Your assignment:
Output every line of the entries from the line containing "if let Ok(base)" through the last, exactly, with no other content.

(Beginning of Information given)

use std::fs;
use std::path::{Path, PathBuf};
use std::time::{SystemTime, UNIX_EPOCH};

use anyhow::{Context, Result, anyhow};
use reqwest::StatusCode;
use reqwest::blocking::Client;
use reqwest::header::{ETAG, HeaderName, IF_MODIFIED_SINCE, IF_NONE_MATCH, LAST_MODIFIED};
use serde::{Deserialize, Serialize};

use crate::bounded_cache::{BoundedCache, DEFAULT_CAPACITY};

const CACHE_VERSION: u32 = 2;
const CACHE_DIR: &str = "kingshot_atlas";
const CACHE_FILE: &str = "http_cache.json";

#[derive(Debug, Clone, Serialize, Deserialize, Default)]
struct HttpCacheFile {
    version: u32,
    entries: Vec<(String, CacheEntry)>,
}

#[derive(Debug, Clone, Serialize, Deserialize)]
pub struct CacheEntry {
    pub body: String,
    pub etag: Option<String>,
    pub last_modified: Option<String>,
    pub fetched_at: u64,
}

/// Conditional-GET cache for REST reads, persisted as JSON under the app
/// cache dir. Owned by the caller rather than living in a global.
#[derive(Debug)]
pub struct HttpCache {
    path: Option<PathBuf>,
    entries: BoundedCache<String, CacheEntry>,
}

impl HttpCache {
    /// A cache that never touches disk.
    pub fn in_memory() -> Self {
        Self {
            path: None,
            entries: BoundedCache::new(DEFAULT_CAPACITY),
        }
    }

    pub fn open_default() -> Self {
        Self::open(app_cache_dir().map(|dir| dir.join(CACHE_FILE)))
    }

    pub fn open(path: Option<PathBuf>) -> Self {
        let mut entries = BoundedCache::new(DEFAULT_CAPACITY);
        if let Some(file) = path.as_ref().and_then(|p| load_cache_file(p)) {
            for (key, entry) in file.entries {
                entries.insert(key, entry);
            }
        }
        Self { path, entries }
    }

    pub fn get(&self, url: &str) -> Option<&CacheEntry> {
        self.entries.get(&url.to_string())
    }

    pub fn len(&self) -> usize {
        self.entries.len()
    }

    pub fn is_empty(&self) -> bool {
        self.entries.is_empty()
    }

    pub fn store(&mut self, url: &str, entry: CacheEntry) -> Result<()> {
        self.entries.insert(url.to_string(), entry);
        self.save()
    }

    fn save(&self) -> Result<()> {
        let Some(path) = self.path.as_ref() else {
            return Ok(());
        };
        if let Some(dir) = path.parent() {
            fs::create_dir_all(dir).ok();
        }
        let file = HttpCacheFile {
            version: CACHE_VERSION,
            entries: self
                .entries
                .iter()
                .map(|(k, v)| (k.clone(), v.clone()))
                .collect(),
        };
        let tmp = path.with_extension("json.tmp");
        let json = serde_json::to_string(&file).context("serialize http cache")?;
        fs::write(&tmp, json).context("write http cache")?;
        fs::rename(&tmp, path).context("swap http cache")?;
        Ok(())
    }

    pub fn fetch_json(&mut self, client: &Client, url: &str) -> Result<String> {
        let cached = self.get(url).cloned();

        let mut req = client.get(url);
        if let Some(entry) = cached.as_ref() {
            if let Some(etag) = entry.etag.as_ref() {
                req = req.header(IF_NONE_MATCH, etag);
            }
            if let Some(last_modified) = entry.last_modified.as_ref() {
                req = req.header(IF_MODIFIED_SINCE, last_modified);
            }
        }

        let resp = req.send().with_context(|| format!("request failed: {url}"))?;
        let status = resp.status();
        let headers = resp.headers().clone();
        if status == StatusCode::NOT_MODIFIED {
            let Some(mut entry) = cached else {
                return Err(anyhow!("received 304 without cache body"));
            };
            entry.fetched_at = now_secs();
            let body = entry.body.clone();
            self.store(url, entry)?;
            return Ok(body);
        }

        let body = resp.text().context("failed reading body")?;
        if !status.is_success() {
            return Err(anyhow!("http {}: {}", status, body));
        }

        let header_string = |name: HeaderName| {
            headers
                .get(name)
                .and_then(|v| v.to_str().ok())
                .map(|v| v.to_string())
        };
        let entry = CacheEntry {
            body: body.clone(),
            etag: header_string(ETAG),
            last_modified: header_string(LAST_MODIFIED),
            fetched_at: now_secs(),
        };
        self.store(url, entry)?;
        Ok(body)
    }
}

fn load_cache_file(path: &Path) -> Option<HttpCacheFile> {
    let raw = fs::read_to_string(path).ok()?;
    let cache = serde_json::from_str::<HttpCacheFile>(&raw).ok()?;
    (cache.version == CACHE_VERSION).then_some(cache)
}

pub fn app_cache_dir() -> Option<PathBuf> {
    if let Ok(base) = std::env::var("XDG_CACHE_HOME")
        && !base.trim().is_empty()
    {
        return Some(PathBuf::from(base).join(CACHE_DIR));
    }
    let home = std::env::var("HOME").ok()?;
    if home.trim().is_empty() {
        return None;
    }
    Some(PathBuf::from(home).join(".cache").join(CACHE_DIR))
}

fn now_secs() -> u64 {
    SystemTime::now()
        .duration_since(UNIX_EPOCH)
        .map(|d| d.as_secs())
        .unwrap_or_default()
}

(End of Information given)

Reply to the task:
    if let Ok(base) = std::env::var("XDG_CACHE_HOME")
        && !base.trim().is_empty()
    {
        return Some(PathBuf::from(base).join(CACHE_DIR));
    }
    let home = std::env::var("HOME").ok()?;
    if home.trim().is_empty() {
        return None;
    }
    Some(PathBuf::from(home).join(".cache").join(CACHE_DIR))
}

fn now_secs() -> u64 {
    SystemTime::now()
        .duration_since(UNIX_EPOCH)
        .map(|d| d.as_secs())
        .unwrap_or_default()
}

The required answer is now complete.